The time of his death is not certain. He was certainly alive when John of England came to Ireland in 1185. Gerald of Wales did not record his death in his Expugnatio Hibernica which was finished in 1189. His widow Basilia married Geoffrey FitzRobert at some time between 1198 and 1201. According to tradition he was buried in Molana Abbey.
He is described by Giraldus Cambrensis as

"very stout, and a little above the middle height; his hair was yellow and curly, and he had large, grey round eyes. His nose was rather prominent, his countenance high-coloured, cheerful, and pleasant; and, although he was somewhat corpulent, he was so lively and active that the incumbrance was not a blemish or inconvenience. Such was his care of his troops that he passed whole nights without sleep, going the rounds of the guards himself, and challenging the sentinels to keep them on the alert. . . He was prudent and temperate, not effeminate in either his food or his dress. He was a liberal, kind, and circumspect man; and although a daring soldier and consummate general, even in military affairs prudence was his highest quality."

Raymond is considered the soldier, whereas Strongbow was the statesman, of the conquest.

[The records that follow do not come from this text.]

use std::cmp::Reverse;
use std::collections::BinaryHeap;

/// Upper bound on the slots reserved up front; larger capacities grow on demand.
const PREALLOC_LIMIT: usize = 1024;

/// A min-heap that keeps only the `capacity` greatest items pushed into it.
///
/// The smallest retained item sits on top, so each push is one comparison plus at most
/// one `O(log N)` replacement, and memory stays at `O(N)` however many items stream past.
///
/// An item equal to the current minimum does not displace it: earlier items win ties.
/// Types that need a specific tie order should encode it in their `Ord`.
pub struct BoundedMinHeap<T: Ord> {
    heap: BinaryHeap<Reverse<T>>,
    capacity: usize,
}

impl<T: Ord> BoundedMinHeap<T> {
    /// Creates a new bounded min-heap with the specified capacity.
    pub fn new(capacity: usize) -> Self {
        Self {
            heap: BinaryHeap::with_capacity(capacity.saturating_add(1).min(PREALLOC_LIMIT)),
            capacity,
        }
    }

    /// Offer an item. It is kept if there is room or if it beats the current minimum,
    /// which is then evicted.
    pub fn push(&mut self, item: T) {
        if self.heap.len() < self.capacity {
            self.heap.push(Reverse(item));
        } else if let Some(Reverse(min)) = self.heap.peek() {
            if &item > min {
                self.heap.pop();
                self.heap.push(Reverse(item));
            }
        }
    }

    /// Consumes the heap and returns the items in descending order (largest first).
    pub fn into_sorted_vec(self) -> Vec<T> {
        // Ascending order of Reverse<T> is descending order of T.
        self.heap
            .into_sorted_vec()
            .into_iter()
            .map(|Reverse(x)| x)
            .collect()
    }
}

#[cfg(test)]
mod tests {
    use super::*;

    #[test]
    fn test_bounded_heap_basic() {
        let mut heap = BoundedMinHeap::new(3);

        heap.push(5);
        heap.push(2);
        heap.push(8);

        let sorted = heap.into_sorted_vec();
        assert_eq!(sorted, vec![8, 5, 2]);
    }

    #[test]
    fn test_bounded_heap_eviction() {
        let mut heap = BoundedMinHeap::new(3);

        heap.push(5);
        heap.push(2);
        heap.push(8);

        // 10 evicts 2
        heap.push(10);

        let sorted = heap.into_sorted_vec();
        assert_eq!(sorted, vec![10, 8, 5]);
    }

    #[test]
    fn test_bounded_heap_no_eviction_on_tie() {
        let mut heap = BoundedMinHeap::new(2);

        heap.push((5, "first"));
        heap.push((7, "second"));
        heap.push((5, "first"));

        assert_eq!(heap.into_sorted_vec(), vec![(7, "second"), (5, "first")]);
    }

    #[test]
    fn test_bounded_heap_keeps_largest_n() {
        let mut heap = BoundedMinHeap::new(5);

        for i in 0..100 {
            heap.push(i);
        }

        let sorted = heap.into_sorted_vec();
        assert_eq!(sorted, vec![99, 98, 97, 96, 95]);
    }

    #[test]
    fn test_bounded_heap_zero_capacity_keeps_nothing() {
        let mut heap = BoundedMinHeap::new(0);
        heap.push(42);
        assert_eq!(heap.into_sorted_vec(), Vec::<i32>::new());
    }

    #[test]
    fn test_bounded_heap_huge_capacity_does_not_preallocate() {
        let mut heap = BoundedMinHeap::new(usize::MAX);
        heap.push(1);
        heap.push(3);
        assert_eq!(heap.into_sorted_vec(), vec![3, 1]);
    }
}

Raymond is also remembered in song. The song contains a detailed hymn, and stylized him a hero:

Dirrai vus de un Chevaler,
Reymund le Gros l'oï nomer.
Barun esteit icIL vaillant,
Vassal hardi e conquerant.
Asez ert riches Manant e
E le plus puissant de ses pers.
Conestable est Reymun
De la Leynestere regïun.
Chevalers retint e bone gent
par le commandement Cunte.
Chevalers tint e souders,
Archers, serjanz e poigners,
Pur mettre a hunte ea Bellei
De Yrlande les enemis le rei.

Translated: I will tell you of a knight, named Raymond le Gros. He was a brave Baron, a brave and victorious follower. He was very rich and powerful, counting the mightiest to its peers. Raymond Constable is the region of Leinster. He holds the knights and good men under the command of Count. He recruited soldiers and knights, archers, infantry and mercenaries to hunt the king's enemies in Ireland and to shame.